Salieri fut avant tout un grand compositeur d’opéras, Les Danaïdes, composé sous la direction de Gluck, demeurant sans doute le plus connu. Grâce au patronage de Joseph II de Habsbourg, il devint rapidement l’un des personnages les plus en vue sur la scène musicale viennoise. D’origine vénitienne, il contribuera au culte de l’opéra italien à la cour de l’Empereur. Sa renommée gagna Paris et l’Italie, avant de s’étendre au reste de l’Europe, ce dont témoigne la liste impressionnante de ses élèves: Reicha, Moscheles, Czerny, Süssmayer, Meyerbeer, Schubert, Liszt et Beethoven (qui lui dédiera d’ailleurs ses sonates pour violon op. 12), sans oublier… le second fils de Mozart lui-même!
Marc Vignal consacre la majeure partie de son ouvrage à la musique de scène de Salieri, particulièrement appréciée de son vivant –jusqu’à ce qu’elle commence, à l’aube du XIXe siècle, à être évaluée selon les critères mozartiens, ce dont elle souffrira inévitablement. De ses oeuvres religieuses (à l’exception du Requiem), il ne dit pas grand-chose, et de sa musique instrumentale (si l’on excepte les Variations sur les Folies d’Espagne), quasiment rien. Bien que, de par ses fonctions, Salieri fut amené à composer une centaine d’œuvres sacrées –dont quatre messe orchestrales, une messe a cappella, et un Requiem qu’il destina à ses propres funérailles–, ce n’est, certes, pas là que s’illustre le plus vigoureusement son talent.

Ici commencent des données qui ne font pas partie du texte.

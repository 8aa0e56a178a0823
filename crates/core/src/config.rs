//! Session configuration
//!
//! A session is configured entirely from the command line: where to look
//! for files and where to write the usage report.

use crate::report::DEFAULT_REPORT_FILE;
use std::path::PathBuf;
use thiserror::Error;

/// Environment variable scanned in search-path mode unless overridden
pub const DEFAULT_PATH_VAR: &str = "PATH";

/// How the set of files to watch is discovered
#[derive(Debug, Clone, PartialEq, Eq)]
pub enum DiscoveryMode {
    /// Regular files directly inside one directory
    Directory(PathBuf),
    /// Regular files in every directory of a colon-delimited environment variable
    SearchPath { var: String },
}

impl Default for DiscoveryMode {
    fn default() -> Self {
        Self::SearchPath {
            var: DEFAULT_PATH_VAR.to_string(),
        }
    }
}

#[derive(Debug, Error, PartialEq, Eq)]
pub enum ConfigError {
    #[error("search path variable name must not be empty")]
    EmptyPathVar,
    #[error("invalid search path variable name '{0}' (must not contain '=' or NUL)")]
    InvalidPathVar(String),
    #[error("report path must not be empty")]
    EmptyReportPath,
}

/// Configuration for a single monitoring session
#[derive(Debug, Clone, PartialEq, Eq)]
pub struct SessionConfig {
    pub mode: DiscoveryMode,
    pub report_path: PathBuf,
}

impl Default for SessionConfig {
    fn default() -> Self {
        Self {
            mode: DiscoveryMode::default(),
            report_path: PathBuf::from(DEFAULT_REPORT_FILE),
        }
    }
}

impl SessionConfig {
    pub fn new(mode: DiscoveryMode, report_path: PathBuf) -> Self {
        Self { mode, report_path }
    }

    /// Validate configuration values
    pub fn validate(&self) -> Result<(), ConfigError> {
        if let DiscoveryMode::SearchPath { var } = &self.mode {
            if var.is_empty() {
                return Err(ConfigError::EmptyPathVar);
            }
            if var.contains('=') || var.contains('\0') {
                return Err(ConfigError::InvalidPathVar(var.clone()));
            }
        }

        if self.report_path.as_os_str().is_empty() {
            return Err(ConfigError::EmptyReportPath);
        }

        Ok(())
    }
}
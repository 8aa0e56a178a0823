//! One monitoring session: discover, register, listen, report

use anyhow::{Context, Result};
use exectrack_core::{write_report, ReportSummary, SessionConfig, WatchSet};
use owo_colors::OwoColorize;
use std::path::Path;
use tokio::io::{AsyncBufRead, BufReader};
use tracing::{info, warn};
use watcher::{EventLoop, EventSource, Inotify};

/// Run a session to completion
pub async fn run(config: &SessionConfig) -> Result<()> {
    let paths = watcher::discover(&config.mode).context("Error when finding files")?;

    let mut inotify = Inotify::init().context("Failed to initialize inotify instance")?;
    let watch_set = watcher::register(&mut inotify, paths)?;
    let mut reader = inotify
        .into_reader()
        .context("Failed to register inotify instance with the runtime")?;

    if watch_set.is_empty() {
        warn!("No files to watch, the report will be empty");
    }

    let stdin = BufReader::new(tokio::io::stdin());
    listen(config, watch_set, &mut reader, stdin).await
}

/// Count accesses until `termination` yields a line, then write the report
///
/// The report is written even when the loop stops on a fatal read error;
/// the error is returned afterwards.
pub async fn listen<S, R>(
    config: &SessionConfig,
    watch_set: WatchSet,
    source: &mut S,
    termination: R,
) -> Result<()>
where
    S: EventSource + ?Sized,
    R: AsyncBufRead + Unpin,
{
    eprintln!("{}", "Listening for events... (Press enter to end)".bold());

    let mut event_loop = EventLoop::new(watch_set);
    let outcome = event_loop.run(source, termination).await;

    let watch_set = event_loop.into_watch_set();
    let report = save_report(&config.report_path, &watch_set);
    eprintln!(
        "{}",
        summary_line(&watch_set, &config.report_path, report, outcome.is_ok())
    );

    let termination = outcome?;
    info!("Session ended ({:?})", termination);
    Ok(())
}

/// Write the report, logging instead of failing
fn save_report(path: &Path, watch_set: &WatchSet) -> Option<ReportSummary> {
    match write_report(path, watch_set) {
        Ok(summary) => Some(summary),
        Err(e) => {
            let cause = std::error::Error::source(&e)
                .map(|s| s.to_string())
                .unwrap_or_default();
            warn!("Failed to save report: {}: {}", e, cause);
            None
        }
    }
}

fn summary_line(
    watch_set: &WatchSet,
    report_path: &Path,
    report: Option<ReportSummary>,
    completed: bool,
) -> String {
    let marker = if completed {
        "✓".green().to_string()
    } else {
        "✗".red().to_string()
    };

    let mut line = format!(
        "{} {} files watched, {} used, {} accesses",
        marker,
        watch_set.len(),
        watch_set.accessed().count(),
        watch_set.total_accesses()
    );

    match report {
        Some(summary) => line.push_str(&format!(
            "\n{}: {} ({} entries)",
            "Report".dimmed(),
            report_path.display(),
            summary.entries
        )),
        None => line.push_str(&format!("\n{}", "Report was not saved".yellow())),
    }

    line
}
//! Core data model for exectrack
//!
//! This crate provides:
//! - Watch targets and the ordered watch set (handle → target resolution)
//! - Session configuration (discovery mode, report location)
//! - The usage report writer (`uses.log`)

pub mod config;
pub mod report;
pub mod target;

// Re-exports
pub use config::{ConfigError, DiscoveryMode, SessionConfig, DEFAULT_PATH_VAR};
pub use report::{write_report, ReportError, ReportSummary, DEFAULT_REPORT_FILE};
pub use target::{WatchHandle, WatchSet, WatchTarget};
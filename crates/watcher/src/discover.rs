//! File discovery
//!
//! Lists the regular files a session should watch, either from a single
//! directory or from every directory in a colon-delimited search path.
//! Scanning is flat: subdirectories are never descended into.

use exectrack_core::DiscoveryMode;
use std::ffi::OsStr;
use std::io;
use std::path::{Path, PathBuf};
use thiserror::Error;
use tracing::{debug, info, warn};
use walkdir::WalkDir;

#[derive(Debug, Error)]
pub enum DiscoveryError {
    #[error("search path variable ${var} is not set or empty")]
    SearchPathUnset { var: String },
    #[error("failed to read directory {}", path.display())]
    ReadDir {
        path: PathBuf,
        #[source]
        source: io::Error,
    },
}

/// Discover files for the given mode
pub fn discover(mode: &DiscoveryMode) -> Result<Vec<PathBuf>, DiscoveryError> {
    match mode {
        DiscoveryMode::Directory(dir) => {
            let files = files_in_dir(dir)?;
            info!("Found {} files in {}", files.len(), dir.display());
            Ok(files)
        }
        DiscoveryMode::SearchPath { var } => {
            let value = std::env::var_os(var)
                .filter(|value| !value.is_empty())
                .ok_or_else(|| DiscoveryError::SearchPathUnset { var: var.clone() })?;

            let files = files_in_search_path(&value);
            info!("Found {} files across ${}", files.len(), var);
            Ok(files)
        }
    }
}

/// List regular files directly inside `dir`, sorted by file name
///
/// Symlinks, subdirectories, devices, fifos and sockets are skipped.
pub fn files_in_dir(dir: &Path) -> Result<Vec<PathBuf>, DiscoveryError> {
    let read_dir_error = |source: io::Error| DiscoveryError::ReadDir {
        path: dir.to_path_buf(),
        source,
    };

    // WalkDir treats a non-directory root as a single entry; reject it up front
    let metadata = std::fs::metadata(dir).map_err(read_dir_error)?;
    if !metadata.is_dir() {
        return Err(read_dir_error(io::Error::other("not a directory")));
    }

    let mut files = Vec::new();

    for entry in WalkDir::new(dir)
        .min_depth(1)
        .max_depth(1)
        .follow_links(false)
        .sort_by_file_name()
    {
        let entry = entry.map_err(|e| read_dir_error(io::Error::from(e)))?;

        if entry.file_type().is_file() {
            files.push(entry.into_path());
        }
    }

    Ok(files)
}

/// List regular files in every directory of a colon-delimited search path
///
/// Directories are scanned in order and their results concatenated, so a
/// name present in two directories appears twice. Empty components are
/// skipped; unreadable directories are logged and skipped.
pub fn files_in_search_path(search_path: &OsStr) -> Vec<PathBuf> {
    let mut files = Vec::new();

    for dir in std::env::split_paths(search_path) {
        if dir.as_os_str().is_empty() {
            continue;
        }

        match files_in_dir(&dir) {
            Ok(found) => {
                debug!("{}: {} files", dir.display(), found.len());
                files.extend(found);
            }
            Err(DiscoveryError::ReadDir { path, source }) => {
                warn!("Skipping {}: {}", path.display(), source);
            }
            Err(e) => warn!("Skipping {}: {}", dir.display(), e),
        }
    }

    files
}
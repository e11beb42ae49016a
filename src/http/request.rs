//! Request identification.
//!
//! # Responsibilities
//! - Generate a unique request ID (UUID v4) unless the client sent one
//! - Echo the ID on the response
//! - Expose the ID to handlers for log correlation
//!
//! # Design Decisions
//! - Request ID added as early as possible for tracing
//! - A client-supplied `X-Request-ID` is kept as is

use axum::http::request::Parts;
use axum::http::{HeaderValue, Request};
use tower_http::request_id::{MakeRequestId, PropagateRequestIdLayer, RequestId, SetRequestIdLayer};
use uuid::Uuid;

/// Header carrying the request ID.
pub const X_REQUEST_ID: &str = "x-request-id";

/// Generates UUID v4 request IDs.
#[derive(Debug, Clone, Copy, Default)]
pub struct MakeRequestUuidV4;

impl MakeRequestId for MakeRequestUuidV4 {
    fn make_request_id<B>(&mut self, _request: &Request<B>) -> Option<RequestId> {
        HeaderValue::from_str(&Uuid::new_v4().to_string())
            .ok()
            .map(RequestId::new)
    }
}

/// Layer that assigns IDs to requests lacking one.
pub fn set_request_id_layer() -> SetRequestIdLayer<MakeRequestUuidV4> {
    SetRequestIdLayer::x_request_id(MakeRequestUuidV4)
}

/// Layer that copies the request ID onto the response.
pub fn propagate_request_id_layer() -> PropagateRequestIdLayer {
    PropagateRequestIdLayer::x_request_id()
}

/// Access to the request ID of an inbound request.
pub trait RequestIdExt {
    /// The request ID, or `"unknown"` when none was assigned.
    fn request_id(&self) -> String;
}

impl RequestIdExt for Parts {
    fn request_id(&self) -> String {
        self.headers
            .get(X_REQUEST_ID)
            .and_then(|v| v.to_str().ok())
            .unwrap_or("unknown")
            .to_string()
    }
}
//! Configuration management subsystem.
//!
//! # Data Flow
//! ```text
//! config file (TOML)
//!     → loader.rs (parse & deserialize)
//!     → validation.rs (semantic checks)
//!     → RelayConfig (validated, immutable)
//!     → shared via ArcSwap with the HTTP handlers
//!
//! On file change:
//!     watcher.rs detects change
//!     → loader.rs loads new config
//!     → validation.rs validates
//!     → atomic swap of Arc<RelayConfig>
//!     → next relay session observes new config
//! ```
//!
//! # Design Decisions
//! - Config is immutable once loaded; changes require full reload
//! - All fields have defaults to allow minimal configs
//! - Validation separates syntactic (serde) from semantic checks
//! - Transport settings (`download`) only take effect at startup

pub mod loader;
pub mod schema;
pub mod validation;
pub mod watcher;

pub use schema::{
    CacheConfig, CookieConfig, DownloadConfig, ListenerConfig, ObservabilityConfig, RelayConfig,
    ServerConfig,
};
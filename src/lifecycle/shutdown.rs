//! Shutdown coordination for the relay.

use tokio::sync::broadcast;

/// Coordinator for graceful shutdown.
///
/// Provides a broadcast channel that all long-running tasks can subscribe to.
pub struct Shutdown {
    tx: broadcast::Sender<()>,
}

impl Shutdown {
    pub fn new() -> Self {
        let (tx, _) = broadcast::channel(1);
        Self { tx }
    }

    /// Subscribe to the shutdown signal.
    pub fn subscribe(&self) -> broadcast::Receiver<()> {
        self.tx.subscribe()
    }

    /// Trigger the shutdown signal. A no-op when nobody listens.
    pub fn trigger(&self) {
        let _ = self.tx.send(());
    }

    /// Number of tasks still subscribed.
    pub fn receiver_count(&self) -> usize {
        self.tx.receiver_count()
    }
}

impl Default for Shutdown {
    fn default() -> Self {
        Self::new()
    }
}

#[cfg(test)]
mod tests {
    use super::*;

    #[tokio::test]
    async fn trigger_reaches_every_subscriber() {
        let shutdown = Shutdown::new();
        let mut a = shutdown.subscribe();
        let mut b = shutdown.subscribe();
        assert_eq!(shutdown.receiver_count(), 2);

        shutdown.trigger();
        assert!(a.recv().await.is_ok());
        assert!(b.recv().await.is_ok());
    }

    #[test]
    fn trigger_without_subscribers_is_harmless() {
        Shutdown::default().trigger();
    }
}
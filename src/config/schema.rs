//! Configuration schema definitions.
//!
//! This module defines the complete configuration structure for the relay.
//! All types derive Serde traits for deserialization from config files.

use serde::{Deserialize, Serialize};

/// Root configuration for the relay.
#[derive(Debug, Clone, Deserialize, Serialize, Default, PartialEq)]
#[serde(default)]
pub struct RelayConfig {
    /// Listener configuration (bind address).
    pub listener: ListenerConfig,

    /// Request surface settings.
    pub server: ServerConfig,

    /// Outbound transport settings.
    pub download: DownloadConfig,

    /// Cookie passthrough settings.
    pub cookies: CookieConfig,

    /// Cache header policy.
    pub cache: CacheConfig,

    /// Observability settings.
    pub observability: ObservabilityConfig,
}

/// Listener configuration.
#[derive(Debug, Clone, Deserialize, Serialize, PartialEq)]
#[serde(default)]
pub struct ListenerConfig {
    /// Bind address (e.g., "0.0.0.0:8080").
    pub bind_address: String,
}

impl Default for ListenerConfig {
    fn default() -> Self {
        Self {
            bind_address: "0.0.0.0:8080".to_string(),
        }
    }
}

/// Request surface configuration.
#[derive(Debug, Clone, Deserialize, Serialize, PartialEq)]
#[serde(default)]
pub struct ServerConfig {
    /// Prefix stripped from every relay path (e.g. "/img"). Empty for none.
    pub path_prefix: String,

    /// Prepended to every source URL taken from a request path.
    pub base_url: String,

    /// Time allowed to produce response headers, in seconds.
    pub request_timeout_secs: u64,
}

impl Default for ServerConfig {
    fn default() -> Self {
        Self {
            path_prefix: String::new(),
            base_url: String::new(),
            request_timeout_secs: 30,
        }
    }
}

/// Outbound (origin) transport configuration.
/// Applied when the server starts; not hot-reloaded.
#[derive(Debug, Clone, Deserialize, Serialize, PartialEq)]
#[serde(default)]
pub struct DownloadConfig {
    /// User-Agent sent to origins.
    pub user_agent: String,

    /// Connection establishment timeout in seconds.
    pub connect_timeout_secs: u64,

    /// Maximum redirects followed per request.
    pub max_redirects: usize,
}

impl Default for DownloadConfig {
    fn default() -> Self {
        Self {
            user_agent: format!("origin-relay/{}", env!("CARGO_PKG_VERSION")),
            connect_timeout_secs: 5,
            max_redirects: 10,
        }
    }
}

/// Cookie passthrough configuration.
#[derive(Debug, Clone, Deserialize, Serialize, Default, PartialEq)]
#[serde(default)]
pub struct CookieConfig {
    /// Forward inbound cookies to origins matching the cookie base URL.
    pub passthrough: bool,

    /// URL the inbound cookies are scoped to. When empty, derived from the
    /// inbound request (X-Forwarded-* or Host).
    pub base_url: String,
}

/// Cache header policy.
#[derive(Debug, Clone, Deserialize, Serialize, PartialEq)]
#[serde(default)]
pub struct CacheConfig {
    /// Keep origin Cache-Control/Expires when present.
    pub passthrough: bool,

    /// TTL applied when origin headers are not kept. 0 disables.
    pub ttl_secs: u64,

    /// Add `Link: <source>; rel="canonical"` to responses.
    pub set_canonical_header: bool,
}

impl Default for CacheConfig {
    fn default() -> Self {
        Self {
            passthrough: false,
            ttl_secs: 31_536_000,
            set_canonical_header: false,
        }
    }
}

/// Observability configuration.
#[derive(Debug, Clone, Deserialize, Serialize, PartialEq)]
#[serde(default)]
pub struct ObservabilityConfig {
    /// Log level (trace, debug, info, warn, error).
    pub log_level: String,

    /// Log output format: "pretty" or "json".
    pub log_format: String,

    /// Enable metrics endpoint.
    pub metrics_enabled: bool,

    /// Metrics endpoint bind address.
    pub metrics_address: String,
}

impl Default for ObservabilityConfig {
    fn default() -> Self {
        Self {
            log_level: "info".to_string(),
            log_format: "pretty".to_string(),
            metrics_enabled: true,
            metrics_address: "0.0.0.0:9090".to_string(),
        }
    }
}
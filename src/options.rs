//! Processing options and relay path parsing.
//!
//! A relay path has the form
//! `/{option}/{option}/.../plain/{source-url}` where each option is a
//! `name:value` segment. The source URL is percent-decoded and appended to
//! the configured base URL.

use percent_encoding::percent_decode_str;
use serde::{Deserialize, Serialize};

use crate::error::RelayError;

/// Options that shape the passthrough response.
#[derive(Debug, Clone, Default, PartialEq, Eq, Serialize, Deserialize)]
pub struct ProcessingOptions {
    /// Overrides the filename in Content-Disposition.
    pub filename: Option<String>,
    /// Send `attachment` instead of `inline`.
    pub return_attachment: bool,
}

/// Marker segment separating options from the source URL.
const PLAIN_MARKER: &str = "plain";

/// Split a relay path into processing options and the source URL.
///
/// `path` has the server prefix already stripped. `query` is the raw
/// inbound query string, re-attached to the source URL.
pub fn parse_path(
    path: &str,
    query: Option<&str>,
    base_url: &str,
) -> Result<(ProcessingOptions, String), RelayError> {
    let trimmed = path.trim_start_matches('/');
    let mut options = ProcessingOptions::default();

    let mut rest = trimmed;
    loop {
        let (segment, tail) = match rest.split_once('/') {
            Some((segment, tail)) => (segment, tail),
            None => (rest, ""),
        };

        if segment == PLAIN_MARKER {
            rest = tail;
            break;
        }
        if segment.is_empty() {
            return Err(RelayError::InvalidOptions(format!(
                "missing '/{PLAIN_MARKER}/' source marker in {path:?}"
            )));
        }

        apply_option(&mut options, segment)?;
        rest = tail;
    }

    if rest.is_empty() {
        return Err(RelayError::InvalidUrl {
            url: String::new(),
            reason: "empty source URL".to_string(),
        });
    }

    let decoded = percent_decode_str(rest).decode_utf8().map_err(|e| RelayError::InvalidUrl {
        url: rest.to_string(),
        reason: e.to_string(),
    })?;

    let mut image_url = format!("{base_url}{decoded}");
    if let Some(q) = query.filter(|q| !q.is_empty()) {
        image_url.push(if image_url.contains('?') { '&' } else { '?' });
        image_url.push_str(q);
    }

    Ok((options, image_url))
}

fn apply_option(options: &mut ProcessingOptions, segment: &str) -> Result<(), RelayError> {
    let (name, value) = segment.split_once(':').ok_or_else(|| {
        RelayError::InvalidOptions(format!("option {segment:?} is not name:value"))
    })?;

    match name {
        "filename" | "fn" => {
            let decoded = percent_decode_str(value).decode_utf8_lossy().into_owned();
            options.filename = (!decoded.is_empty()).then_some(decoded);
        }
        "return_attachment" | "att" => {
            options.return_attachment = parse_bool(value).ok_or_else(|| {
                RelayError::InvalidOptions(format!("invalid boolean {value:?} for {name}"))
            })?;
        }
        _ => {
            return Err(RelayError::InvalidOptions(format!("unknown option {name:?}")));
        }
    }
    Ok(())
}

fn parse_bool(value: &str) -> Option<bool> {
    match value {
        "1" | "t" | "true" => Some(true),
        "0" | "f" | "false" => Some(false),
        _ => None,
    }
}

Sans aucunement prétendre que Salieri mérite une place au Panthéon parmi les plus grands compositeurs dans l’historiographie musicale occidentale, Vignal nous donne de (re)découvrir celui que Anselm Hüttenbrenner se plaisait à appeler « le Talleyrand de la musique ». La monographie que voici n’aura pas la prétention d’épuiser son sujet; à prix doux, joliment illustrée, et agrémentée d’une discographie (non commentée), elle se savoure cependant avec la même joie que celle que l’on éprouve en dégustant une mignardise.